Saved entries:

□ □ □ □ □ □ □

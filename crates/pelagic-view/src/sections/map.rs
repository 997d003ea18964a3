//! Interactive operations map.

use pelagic_content::fleet::{AuvUnit, CCZ_BOUNDS, CCZ_CENTER, FLEET, PLUMES};
use pelagic_content::record::Record;
use pelagic_state::{Catalog, SelectMode, Selection};

use crate::compose::SectionComposer;
use crate::node::{MapSlot, ViewNode};

static MARKER_TOKENS: &[&str] = &["all", "active", "maintenance"];

/// The Clarion-Clipperton Zone map with AUV markers and plume overlays.
/// Marker selection toggles: clicking the selected marker closes its
/// telemetry popup.
#[derive(Debug)]
pub struct MapSection {
    catalog: Catalog<AuvUnit>,
    selection: Selection,
}

impl MapSection {
    pub fn new() -> Self {
        Self {
            catalog: Catalog::new(&FLEET, MARKER_TOKENS),
            selection: Selection::new(SelectMode::Toggle),
        }
    }

    /// Click a marker. Clicking the selected marker deselects it.
    ///
    /// # Panics
    ///
    /// Panics if `id` is not a fleet unit id.
    pub fn select(&mut self, id: &str) {
        self.selection.select(id, &self.catalog);
    }

    /// Close the telemetry popup.
    pub fn clear_selection(&mut self) {
        self.selection.clear();
    }

    pub fn selected(&self) -> Option<&'static AuvUnit> {
        self.selection.resolve(&self.catalog)
    }

    fn popup(&self, unit: &'static AuvUnit) -> ViewNode {
        let mut children = vec![
            ViewNode::Badge {
                label: unit.status.token().to_owned(),
                tone: unit.status.token(),
            },
            ViewNode::text(unit.mission),
        ];
        children.extend(unit.telemetry().iter().map(|m| match m.percent {
            Some(pct) => ViewNode::Gauge {
                label: m.label.to_owned(),
                value: m.value.to_owned(),
                percent: pct,
            },
            None => ViewNode::Text(format!("{}: {}", m.label, m.value)),
        }));
        children.push(ViewNode::text(format!("Updated {}", unit.last_update)));
        ViewNode::Card {
            id: unit.id(),
            title: unit.name.to_owned(),
            selected: true,
            children,
        }
    }
}

impl Default for MapSection {
    fn default() -> Self {
        Self::new()
    }
}

impl SectionComposer for MapSection {
    fn anchor(&self) -> &'static str {
        "map"
    }

    fn title(&self) -> &'static str {
        "Live Operations Map"
    }

    fn build(&self) -> ViewNode {
        let mut children = vec![ViewNode::Map(MapSlot {
            center: CCZ_CENTER,
            bounds: CCZ_BOUNDS,
            units: &FLEET,
            plumes: &PLUMES,
            selected: self.selection.selected(),
        })];
        if let Some(unit) = self.selected() {
            children.push(self.popup(unit));
        }
        ViewNode::Section {
            anchor: self.anchor(),
            title: self.title(),
            children,
        }
    }
}

#[cfg(test)]
mod tests {
    use super::*;

    #[test]
    fn map_slot_carries_fleet_and_plumes() {
        let tree = MapSection::new().build();
        let mut seen = false;
        tree.walk(&mut |node| {
            if let ViewNode::Map(slot) = node {
                seen = true;
                assert_eq!(slot.units.len(), 4);
                assert_eq!(slot.plumes.len(), 2);
                assert!(slot.selected.is_none());
            }
        });
        assert!(seen);
    }

    #[test]
    fn marker_selection_toggles() {
        let mut section = MapSection::new();
        section.select("auv-002");
        assert_eq!(section.selected().map(|u| u.id), Some("auv-002"));
        assert_eq!(
            section.build().count(|n| matches!(n, ViewNode::Card { .. })),
            1
        );

        // Second click on the same marker closes the popup.
        section.select("auv-002");
        assert!(section.selected().is_none());
    }

    #[test]
    fn maintenance_unit_telemetry_has_no_depth_gauge() {
        let mut section = MapSection::new();
        section.select("auv-003");
        let tree = section.build();
        // Battery and efficiency gauges; depth is a plain spec row.
        assert_eq!(tree.count(|n| matches!(n, ViewNode::Gauge { .. })), 2);
    }
}
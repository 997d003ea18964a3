//! Team roster fixtures.
//!
//! Members carry a free-form role string (classified into buckets by
//! [`crate::classify::Classifier::team`]) and expertise tags used by the
//! substring filter on the team grid.

use crate::classify::Classifier;
use crate::record::{Metric, Record};

/// Expertise filter tokens for the team grid, `all` sentinel first.
pub const FILTER_TOKENS: &[&str] = &["all", "robotics", "ai", "engineering", "marine"];

/// External profile links for a member.
#[derive(Debug, Clone, Copy, Default)]
pub struct Links {
    pub github: Option<&'static str>,
    pub linkedin: Option<&'static str>,
    pub website: Option<&'static str>,
}

/// One member of the team roster.
#[derive(Debug, Clone, Copy)]
pub struct TeamMember {
    pub id: &'static str,
    pub name: &'static str,
    pub role: &'static str,
    pub bio: &'static str,
    pub expertise: &'static [&'static str],
    pub country: &'static str,
    pub avatar: &'static str,
    pub links: Links,
}

impl Record for TeamMember {
    fn id(&self) -> &'static str {
        self.id
    }
    fn title(&self) -> &'static str {
        self.name
    }
    fn category(&self) -> &'static str {
        self.role
    }
    fn body(&self) -> &'static str {
        self.bio
    }
    fn tags(&self) -> &'static [&'static str] {
        self.expertise
    }
    fn metrics(&self) -> &'static [Metric] {
        &[]
    }
}

/// The roster, in display order.
pub static TEAM: [TeamMember; 12] = [
    TeamMember {
        id: "r-ellison",
        name: "Rachel Ellison",
        role: "Founder & CEO",
        bio: "Founded the company to prove that critical-mineral supply and ocean stewardship \
            are not mutually exclusive. Previously led subsea survey programs in the Pacific.",
        expertise: &["Strategy", "Ocean Policy", "Marine Operations"],
        country: "United States",
        avatar: "\u{1f9ed}",
        links: Links {
            github: None,
            linkedin: Some("https://linkedin.com/in/rachel-ellison"),
            website: Some("https://tritonmining.io"),
        },
    },
    TeamMember {
        id: "d-okafor",
        name: "Daniel Okafor",
        role: "Chief Technology Officer (CTO)",
        bio: "Architect of the ecosystem platform, from AUV firmware to the compliance \
            dashboard. Two decades of distributed-systems work in harsh environments.",
        expertise: &["Systems Architecture", "Engineering Leadership", "AI"],
        country: "Nigeria",
        avatar: "\u{2699}\u{fe0f}",
        links: Links {
            github: Some("https://github.com/dokafor"),
            linkedin: Some("https://linkedin.com/in/daniel-okafor"),
            website: None,
        },
    },
    TeamMember {
        id: "m-santos",
        name: "Mariana Santos",
        role: "Software Engineer",
        bio: "Builds the data pipelines that move sensor readings from the seabed to the \
            public transparency portal.",
        expertise: &["Data Engineering", "APIs", "Cloud Infrastructure"],
        country: "Brazil",
        avatar: "\u{1f6e0}\u{fe0f}",
        links: Links {
            github: Some("https://github.com/marisantos"),
            linkedin: None,
            website: None,
        },
    },
    TeamMember {
        id: "j-lindqvist",
        name: "Jonas Lindqvist",
        role: "Full-Stack Developer",
        bio: "Owns the public-facing dashboards and the internal operations console.",
        expertise: &["Web Engineering", "Visualization", "UX"],
        country: "Sweden",
        avatar: "\u{1f4bb}",
        links: Links {
            github: Some("https://github.com/jlindqvist"),
            linkedin: Some("https://linkedin.com/in/jonas-lindqvist"),
            website: None,
        },
    },
    TeamMember {
        id: "a-haddad",
        name: "Amira Haddad",
        role: "Backend/AI/ML Engineer",
        bio: "Trains the nodule-grading models that run on CrabBots and keeps the inference \
            stack lean enough for embedded deployment.",
        expertise: &["Machine Learning", "AI", "Embedded Inference"],
        country: "Tunisia",
        avatar: "\u{1f9e0}",
        links: Links {
            github: Some("https://github.com/ahaddad"),
            linkedin: None,
            website: None,
        },
    },
    TeamMember {
        id: "k-tanaka",
        name: "Kenji Tanaka",
        role: "Mechatronic Engineer & ROS2 Developer",
        bio: "Designs the manipulator arms on the collector fleet and maintains the ROS2 \
            control stack.",
        expertise: &["Robotics", "ROS2", "Control Systems"],
        country: "Japan",
        avatar: "\u{1f916}",
        links: Links {
            github: Some("https://github.com/ktanaka"),
            linkedin: Some("https://linkedin.com/in/kenji-tanaka"),
            website: None,
        },
    },
    TeamMember {
        id: "s-moreau",
        name: "Sophie Moreau",
        role: "Marine Robotics Engineer",
        bio: "Responsible for Luna AUV hull design and pressure-tolerant electronics down to \
            6,000 metres.",
        expertise: &["Marine Robotics", "Pressure Systems", "AUV Design"],
        country: "France",
        avatar: "\u{1f30a}",
        links: Links {
            github: None,
            linkedin: Some("https://linkedin.com/in/sophie-moreau"),
            website: Some("https://sophiemoreau.dev"),
        },
    },
    TeamMember {
        id: "p-novak",
        name: "Petr Nov\u{e1}k",
        role: "Fleet Management & RL Engineer",
        bio: "Coordinates the AUV swarm with reinforcement-learning mission planners.",
        expertise: &["Reinforcement Learning", "Fleet Robotics", "Simulation"],
        country: "Czechia",
        avatar: "\u{1f5fa}\u{fe0f}",
        links: Links {
            github: Some("https://github.com/pnovak"),
            linkedin: None,
            website: None,
        },
    },
    TeamMember {
        id: "l-mwangi",
        name: "Lydia Mwangi",
        role: "Deep Learning Engineer",
        bio: "Builds the species-detection networks behind Shellby's marine life protection.",
        expertise: &["Deep Learning", "Computer Vision", "AI"],
        country: "Kenya",
        avatar: "\u{1f40b}",
        links: Links {
            github: Some("https://github.com/lmwangi"),
            linkedin: Some("https://linkedin.com/in/lydia-mwangi"),
            website: None,
        },
    },
    TeamMember {
        id: "c-reyes",
        name: "Carlos Reyes",
        role: "AI Developer & Tech Lead",
        bio: "Leads the predictive-compliance models in DeepSeaGuard and mentors the ML guild.",
        expertise: &["AI", "Predictive Analytics", "Team Leadership"],
        country: "Mexico",
        avatar: "\u{1f4c8}",
        links: Links {
            github: Some("https://github.com/creyes"),
            linkedin: None,
            website: None,
        },
    },
    TeamMember {
        id: "i-petrova",
        name: "Irina Petrova",
        role: "Technical Artist",
        bio: "Turns bathymetry and telemetry into the visual language of the public site.",
        expertise: &["3D Visualization", "Shaders", "Design"],
        country: "Bulgaria",
        avatar: "\u{1f3a8}",
        links: Links {
            github: None,
            linkedin: Some("https://linkedin.com/in/irina-petrova"),
            website: Some("https://irinapetrova.art"),
        },
    },
    TeamMember {
        id: "h-berg",
        name: "Henrik Berg",
        role: "Electrical Engineer",
        bio: "Designs the power and charging systems for the buoy mesh and collector fleet.",
        expertise: &["Power Systems", "Marine Electronics", "Hardware"],
        country: "Norway",
        avatar: "\u{1f50b}",
        links: Links {
            github: Some("https://github.com/hberg"),
            linkedin: None,
            website: None,
        },
    },
];

/// Aggregate roster statistics shown above the grid.
#[derive(Debug, Clone, PartialEq, Eq)]
pub struct TeamStats {
    pub members: usize,
    pub countries: usize,
    pub expertise_areas: usize,
}

/// Derive roster statistics from the fixtures.
pub fn stats() -> TeamStats {
    let mut countries: Vec<_> = TEAM.iter().map(|m| m.country).collect();
    countries.sort_unstable();
    countries.dedup();

    let mut areas: Vec<_> = TEAM.iter().flat_map(|m| m.expertise.iter()).collect();
    areas.sort_unstable();
    areas.dedup();

    TeamStats {
        members: TEAM.len(),
        countries: countries.len(),
        expertise_areas: areas.len(),
    }
}

/// Role bucket for a member, via the team classifier.
pub fn bucket(member: &TeamMember) -> &'static str {
    Classifier::team().classify(member.role)
}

□ □ □ □ □ □ □

• **Task statement**:
Once you reach the line with "let mut seen = false;" in the data above, copy it and every line after it exactly, up to and including the line with "let tree = section.build();".

• **Written response**:
        let mut seen = false;
        tree.walk(&mut |node| {
            if let ViewNode::Map(slot) = node {
                seen = true;
                assert_eq!(slot.units.len(), 4);
                assert_eq!(slot.plumes.len(), 2);
                assert!(slot.selected.is_none());
            }
        });
        assert!(seen);
    }

    #[test]
    fn marker_selection_toggles() {
        let mut section = MapSection::new();
        section.select("auv-002");
        assert_eq!(section.selected().map(|u| u.id), Some("auv-002"));
        assert_eq!(
            section.build().count(|n| matches!(n, ViewNode::Card { .. })),
            1
        );

        // Second click on the same marker closes the popup.
        section.select("auv-002");
        assert!(section.selected().is_none());
    }

    #[test]
    fn maintenance_unit_telemetry_has_no_depth_gauge() {
        let mut section = MapSection::new();
        section.select("auv-003");
        let tree = section.build();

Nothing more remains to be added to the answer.